If a table only has a few thousand rows, a Full Table Scan is often just as fast, or even faster, than using an index. To truly validate an indexing strategy, you need to stress test it.

Don't foolishly write a script in your application layer to loop through inserts; the network overhead will make you doubt your life choices. PostgreSQL's built-in generate_series is a godsend. The function below can help you generate 100 million rows of simulated user operation logs in minutes.

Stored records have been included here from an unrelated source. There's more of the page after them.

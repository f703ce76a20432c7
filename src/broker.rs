//! One outbound assignment stream per connected client.
//!
//! Every session runs a small task that waits until the session has no
//! outstanding lease, acquires the oldest pending unit, and pushes it into a
//! bounded queue read by the client. While no work exists the task parks on
//! the lease manager's notifier; there is no polling beyond the configured
//! retry interval.
use std::sync::atomic::{AtomicBool, AtomicU64, Ordering};
use std::sync::{Arc, Mutex, MutexGuard, Weak};
use std::time::Duration;

use dashmap::DashMap;
use tokio::sync::Notify;
use tokio_util::sync::CancellationToken;
use tracing::{debug, info, warn};

use crate::error::LeaseError;
use crate::lease::LeaseManager;
use crate::types::{Assignment, ClientId, ClientInfo, StatusCode, UnitId, WorkUnit};
use crate::validator::target_template;

/// Bookkeeping for one subscribed client.
#[derive(Debug)]
pub struct ClientSession {
    id: ClientId,
    name: String,
    active_lease: Mutex<Option<UnitId>>,
    lease_cleared: Notify,
    connected: AtomicBool,
    cancel: CancellationToken,
}

impl ClientSession {
    pub fn id(&self) -> ClientId {
        self.id
    }

    pub fn name(&self) -> &str {
        &self.name
    }

    pub fn is_connected(&self) -> bool {
        self.connected.load(Ordering::SeqCst)
    }

    fn lease(&self) -> MutexGuard<'_, Option<UnitId>> {
        self.active_lease.lock().unwrap_or_else(|e| e.into_inner())
    }

    pub fn active_lease(&self) -> Option<UnitId> {
        *self.lease()
    }
}

#[derive(Debug)]
struct BrokerInner {
    leases: Arc<LeaseManager>,
    sessions: DashMap<ClientId, Arc<ClientSession>>,
    next_client: AtomicU64,
    retry_interval: Duration,
    hash_len: usize,
    shutdown: CancellationToken,
}

#[derive(Debug, Clone)]
pub struct SubscriptionBroker {
    inner: Arc<BrokerInner>,
}

impl SubscriptionBroker {
    pub fn new(
        leases: Arc<LeaseManager>,
        retry_interval: Duration,
        hash_len: usize,
        shutdown: CancellationToken,
    ) -> Self {
        Self {
            inner: Arc::new(BrokerInner {
                leases,
                sessions: DashMap::new(),
                next_client: AtomicU64::new(1),
                retry_interval,
                hash_len,
                shutdown,
            }),
        }
    }

    /// Open a session and start streaming assignments to it.
    ///
    /// Must be called from within a tokio runtime.
    pub fn subscribe(&self, info: ClientInfo) -> Subscription {
        let id = ClientId(self.inner.next_client.fetch_add(1, Ordering::SeqCst));
        let session = Arc::new(ClientSession {
            id,
            name: info.name,
            active_lease: Mutex::new(None),
            lease_cleared: Notify::new(),
            connected: AtomicBool::new(true),
            cancel: self.inner.shutdown.child_token(),
        });
        self.inner.sessions.insert(id, session.clone());
        info!(client = %id, name = %session.name, "client subscribed");

        let (tx, rx) = flume::bounded(1);
        tokio::spawn(run_session(self.inner.clone(), session.clone(), tx));

        Subscription {
            client: id,
            name: session.name.clone(),
            assignments: rx,
            broker: Arc::downgrade(&self.inner),
        }
    }

    /// Tear a session down and hand its lease back right away.
    pub fn disconnect(&self, client: ClientId) -> bool {
        self.inner.disconnect(client)
    }

    pub fn disconnect_all(&self) {
        let clients: Vec<ClientId> = self.inner.sessions.iter().map(|e| *e.key()).collect();
        for client in clients {
            self.inner.disconnect(client);
        }
    }

    /// Update a session after one of its submissions was decided.
    ///
    /// The outstanding assignment is cleared once the unit is done or no
    /// longer this session's; an invalid proof leaves it in place for a retry.
    pub fn on_submitted(&self, client: ClientId, unit: UnitId, status: StatusCode) {
        if status == StatusCode::RejectedInvalidProof || status == StatusCode::RejectedUnknown {
            return;
        }
        let Some(session) = self.session(client) else {
            return;
        };
        let mut lease = session.lease();
        if *lease == Some(unit) {
            *lease = None;
            drop(lease);
            debug!(%client, %unit, %status, "assignment cleared");
            session.lease_cleared.notify_one();
        }
    }

    pub fn session(&self, client: ClientId) -> Option<Arc<ClientSession>> {
        self.inner.sessions.get(&client).map(|e| e.value().clone())
    }

    pub fn session_count(&self) -> usize {
        self.inner.sessions.len()
    }
}

impl BrokerInner {
    fn disconnect(&self, client: ClientId) -> bool {
        let Some((_, session)) = self.sessions.remove(&client) else {
            return false;
        };
        session.connected.store(false, Ordering::SeqCst);
        session.cancel.cancel();
        let held = session.lease().take();
        if let Some(unit) = held {
            self.release(&session, unit);
        }
        info!(%client, name = %session.name, "client disconnected");
        true
    }

    fn release(&self, session: &ClientSession, unit: UnitId) {
        match self.leases.release_held(unit, session.id) {
            Ok(true) => debug!(client = %session.id, %unit, "lease returned on disconnect"),
            Ok(false) => {}
            Err(err) => warn!(client = %session.id, %unit, %err, "failed to release lease"),
        }
    }

    fn assignment(&self, unit: &WorkUnit) -> Assignment {
        Assignment {
            id: unit.id,
            data: unit.data.to_vec(),
            difficulty: unit.difficulty,
            target: target_template(unit.difficulty, self.hash_len),
        }
    }
}

async fn run_session(
    inner: Arc<BrokerInner>,
    session: Arc<ClientSession>,
    tx: flume::Sender<Assignment>,
) {
    loop {
        if !wait_for_capacity(&session).await {
            return;
        }
        let Some(unit) = wait_for_work(&inner, &session).await else {
            return;
        };

        *session.lease() = Some(unit.id);
        // A disconnect that ran before the lease was recorded could not release it.
        if session.cancel.is_cancelled() {
            let held = session.lease().take();
            if let Some(id) = held {
                inner.release(&session, id);
            }
            return;
        }

        let assignment = inner.assignment(&unit);
        debug!(client = %session.id, unit = %unit.id, "pushing assignment");
        tokio::select! {
            _ = session.cancel.cancelled() => return,
            sent = tx.send_async(assignment) => {
                if sent.is_err() {
                    inner.disconnect(session.id);
                    return;
                }
            }
        }
    }
}

/// Park until the session has no outstanding assignment. `false` on cancellation.
async fn wait_for_capacity(session: &ClientSession) -> bool {
    loop {
        let cleared = session.lease_cleared.notified();
        tokio::pin!(cleared);
        cleared.as_mut().enable();
        if session.active_lease().is_none() {
            return true;
        }
        tokio::select! {
            _ = session.cancel.cancelled() => return false,
            _ = &mut cleared => {}
        }
    }
}

/// Acquire a lease for the session, parking while none is available.
async fn wait_for_work(inner: &BrokerInner, session: &ClientSession) -> Option<WorkUnit> {
    loop {
        let ready = inner.leases.work_ready().notified();
        tokio::pin!(ready);
        ready.as_mut().enable();

        match inner.leases.acquire(session.id) {
            Ok(unit) => return Some(unit),
            Err(LeaseError::NoWorkAvailable) => {}
            Err(err) => warn!(client = %session.id, %err, "acquire failed"),
        }

        tokio::select! {
            _ = session.cancel.cancelled() => return None,
            _ = &mut ready => {}
            _ = tokio::time::sleep(inner.retry_interval) => {}
        }
    }
}

/// Client end of a session. Dropping it disconnects the session.
#[derive(Debug)]
pub struct Subscription {
    client: ClientId,
    name: String,
    assignments: flume::Receiver<Assignment>,
    broker: Weak<BrokerInner>,
}

impl Subscription {
    pub fn client_id(&self) -> ClientId {
        self.client
    }

    pub fn name(&self) -> &str {
        &self.name
    }

    /// Wait for the next assignment. `None` once the session is closed.
    pub async fn next(&mut self) -> Option<Assignment> {
        self.assignments.recv_async().await.ok()
    }

    /// An assignment that has already been pushed, without waiting.
    pub fn try_next(&mut self) -> Option<Assignment> {
        self.assignments.try_recv().ok()
    }

    /// Explicit unsubscribe.
    pub fn close(self) {}
}

impl Drop for Subscription {
    fn drop(&mut self) {
        if let Some(inner) = self.broker.upgrade() {
            inner.disconnect(self.client);
        }
    }
}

-- Create a function to quickly generate massive amounts of mock data
CREATE OR REPLACE FUNCTION populate_large_table(target_rows BIGINT)
RETURNS VOID AS $$
BEGIN
  -- Batch insert to avoid the overhead of row-by-row commits
  INSERT INTO user_events (user_id, event_type, created_at)
  SELECT
    (random() * 1000000)::INTEGER, -- Simulate 1 million distinct users
    CASE (random() * 3)::INTEGER    -- Randomly generate operation types
      WHEN 0 THEN 'login'
      WHEN 1 THEN 'logout'
      WHEN 2 THEN 'purchase'
      ELSE 'view'
    END,
    NOW() - (random() * INTERVAL '365 days') -- Distributed over the past year
  FROM generate_series(1, target_rows);
END;
$$ LANGUAGE plpgsql;

-- Execute generation 
-- Note: This will take up significant disk space; execution time depends on machine performance
-- SELECT populate_large_table(100000000);

Once these 100 million rows hit the disk, run a simple SELECT * FROM user_events WHERE user_id = 12345. You will find that the execution time jumps from milliseconds to several seconds or even longer.

This is where the value of indexing becomes apparent.

Step 2: More Indexes != Better Performance

The most common mistake beginners make is adding an index to every single field. You must understand that indexing is essentially trading space for time, and it comes with a cost.

Reads get faster, Writes get slower.
Every time you INSERT, UPDATE, or DELETE, the database not only has to modify the data file but also synchronously update the relevant index trees. If your table has 5 indexes, inserting one row means maintaining 5 trees. For write-heavy, read-light businesses (like logs or IoT sensor reporting), too many indexes are a disaster.

Strategy Suggestions:

High-Frequency Query Columns: Add indexes (e.g., Foreign Keys, timestamps).
High-Frequency Update Columns: Be cautious about adding indexes.
Low Cardinality Columns: Do NOT add indexes. For example, "Gender" or "Status (0/1)". If the database scans the index and realizes it has to visit the table for 50% of the rows anyway, it will usually abandon the index and do a Full Table Scan. That index is wasted space.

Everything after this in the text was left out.